**Material provided**
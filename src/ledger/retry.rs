//! Bounded retry for ledger calls

use async_trait::async_trait;
use std::future::Future;
use std::sync::Arc;
use std::time::Duration;
use tracing::warn;

use super::{LedgerAction, LedgerClient, LedgerEvent, LedgerState};
use crate::types::{Hash32, Result};

/// Bounded attempts with a doubling delay between them
#[derive(Debug, Clone, Copy)]
pub struct RetryPolicy {
    pub attempts: u32,
    pub base_delay: Duration,
}

impl Default for RetryPolicy {
    fn default() -> Self {
        Self {
            attempts: 3,
            base_delay: Duration::from_millis(500),
        }
    }
}

impl RetryPolicy {
    pub fn new(attempts: u32, base_delay: Duration) -> Self {
        Self {
            attempts: attempts.max(1),
            base_delay,
        }
    }

    /// Run `op` until it succeeds, fails permanently, or attempts run out
    pub async fn run<T, F, Fut>(&self, operation: &str, mut op: F) -> Result<T>
    where
        F: FnMut() -> Fut,
        Fut: Future<Output = Result<T>>,
    {
        let mut delay = self.base_delay;
        let mut attempt = 1;
        loop {
            match op().await {
                Ok(value) => return Ok(value),
                Err(e) if e.is_transient() && attempt < self.attempts => {
                    warn!(
                        operation,
                        attempt,
                        max_attempts = self.attempts,
                        delay_ms = delay.as_millis() as u64,
                        error = %e,
                        "Transient ledger error, retrying"
                    );
                    tokio::time::sleep(delay).await;
                    delay = delay.saturating_mul(2);
                    attempt += 1;
                }
                Err(e) => return Err(e),
            }
        }
    }
}

/// [`LedgerClient`] decorator applying a [`RetryPolicy`] to every read.
/// Submissions are never retried.
pub struct RetryingLedger {
    inner: Arc<dyn LedgerClient>,
    policy: RetryPolicy,
}

impl RetryingLedger {
    pub fn new(inner: Arc<dyn LedgerClient>, policy: RetryPolicy) -> Self {
        Self { inner, policy }
    }
}

#[async_trait]
impl LedgerClient for RetryingLedger {
    async fn fetch_actions(
        &self,
        address: &str,
        from_action_hash: Option<&Hash32>,
    ) -> Result<Vec<LedgerAction>> {
        self.policy
            .run("fetch_actions", move || self.inner.fetch_actions(address, from_action_hash))
            .await
    }

    async fn fetch_events(
        &self,
        address: &str,
        from_height: Option<u64>,
        to_height: Option<u64>,
    ) -> Result<Vec<LedgerEvent>> {
        self.policy
            .run("fetch_events", move || {
                self.inner.fetch_events(address, from_height, to_height)
            })
            .await
    }

    async fn fetch_state(&self, address: &str) -> Result<LedgerState> {
        self.policy
            .run("fetch_state", move || self.inner.fetch_state(address))
            .await
    }

    async fn fetch_nonce(&self, address: &str) -> Result<u64> {
        self.policy
            .run("fetch_nonce", move || self.inner.fetch_nonce(address))
            .await
    }

    async fn submit_transaction(&self, proof: &[u8], sender: &str) -> Result<String> {
        self.inner.submit_transaction(proof, sender).await
    }
}
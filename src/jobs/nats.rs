//! JetStream-backed job queue
//!
//! All queues share one work-queue stream. A job is published to
//! `rollup.jobs.{queue}.{jobType}` with its id as `Nats-Msg-Id`, so the
//! broker drops a republish of the same logical unit inside the duplicate
//! window. Messages stay in the stream until acked, so per-subject message
//! counts are the queued plus running occupancy.
//!
//! The window is counted from publish. Configuration keeps it longer than
//! the ack wait plus one sync and scheduler interval, so a unit that was
//! proved is not republished before its confirmation has been synced.

use async_nats::jetstream::{self, stream::Stream};
use async_nats::HeaderMap;
use async_trait::async_trait;
use futures_util::StreamExt;
use std::collections::HashMap;
use std::time::Duration;
use tracing::{debug, info};

use super::queue::JobQueue;
use super::types::{Job, JobQueueName, JobType};
use crate::types::{MirrorError, Result};

pub const STREAM_NAME: &str = "ROLLUP_JOBS";
pub const SUBJECT_PREFIX: &str = "rollup.jobs";

pub fn subject_for(job_type: JobType) -> String {
    format!("{}.{}.{}", SUBJECT_PREFIX, job_type.queue(), job_type)
}

pub fn queue_filter(queue: JobQueueName) -> String {
    format!("{}.{}.>", SUBJECT_PREFIX, queue)
}

/// Job type from the last subject token
fn job_type_of(subject: &str) -> Option<JobType> {
    subject.rsplit('.').next().and_then(|t| t.parse().ok())
}

/// Create the jobs stream if it does not exist yet
pub async fn ensure_stream(
    jetstream: &jetstream::Context,
    dedupe_window: Duration,
) -> Result<Stream> {
    let stream = jetstream
        .get_or_create_stream(jetstream::stream::Config {
            name: STREAM_NAME.to_string(),
            subjects: vec![format!("{}.>", SUBJECT_PREFIX)],
            retention: jetstream::stream::RetentionPolicy::WorkQueue,
            duplicate_window: dedupe_window,
            storage: jetstream::stream::StorageType::File,
            ..Default::default()
        })
        .await
        .map_err(|e| MirrorError::Nats(format!("Failed to create stream: {e}")))?;

    info!(
        "Using stream {} with subjects {}.>",
        STREAM_NAME, SUBJECT_PREFIX
    );
    Ok(stream)
}

pub struct NatsJobQueue {
    jetstream: jetstream::Context,
}

impl NatsJobQueue {
    pub async fn new(jetstream: jetstream::Context, dedupe_window: Duration) -> Result<Self> {
        ensure_stream(&jetstream, dedupe_window).await?;
        Ok(Self { jetstream })
    }
}

#[async_trait]
impl JobQueue for NatsJobQueue {
    async fn occupancy(&self) -> Result<HashMap<JobType, u64>> {
        let stream = self
            .jetstream
            .get_stream(STREAM_NAME)
            .await
            .map_err(|e| MirrorError::Nats(format!("Failed to get stream: {e}")))?;
        let mut subjects = stream
            .info_with_subjects(format!("{}.>", SUBJECT_PREFIX))
            .await
            .map_err(|e| MirrorError::Nats(format!("Failed to read stream info: {e}")))?;

        let mut counts = HashMap::new();
        while let Some(entry) = subjects.next().await {
            let (subject, count) =
                entry.map_err(|e| MirrorError::Nats(format!("Failed to read subjects: {e}")))?;
            if let Some(job_type) = job_type_of(&subject) {
                *counts.entry(job_type).or_default() += count as u64;
            }
        }
        Ok(counts)
    }

    async fn enqueue(&self, job: &Job) -> Result<bool> {
        let mut headers = HeaderMap::new();
        headers.insert("Nats-Msg-Id", job.id.as_str());
        let payload = serde_json::to_vec(job)?;

        let ack = self
            .jetstream
            .publish_with_headers(subject_for(job.job_type), headers, payload.into())
            .await
            .map_err(|e| MirrorError::Nats(format!("Publish failed: {e}")))?
            .await
            .map_err(|e| MirrorError::Nats(format!("Publish not acknowledged: {e}")))?;

        debug!(
            job_id = %job.id,
            job_type = %job.job_type,
            sequence = ack.sequence,
            duplicate = ack.duplicate,
            "Published job"
        );
        Ok(!ack.duplicate)
    }
}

**What to work on**
Which of the lines above include the string "operation"? Pick them out and copy them.

**Output for this exercise**
    pub async fn run<T, F, Fut>(&self, operation: &str, mut op: F) -> Result<T>
                        operation,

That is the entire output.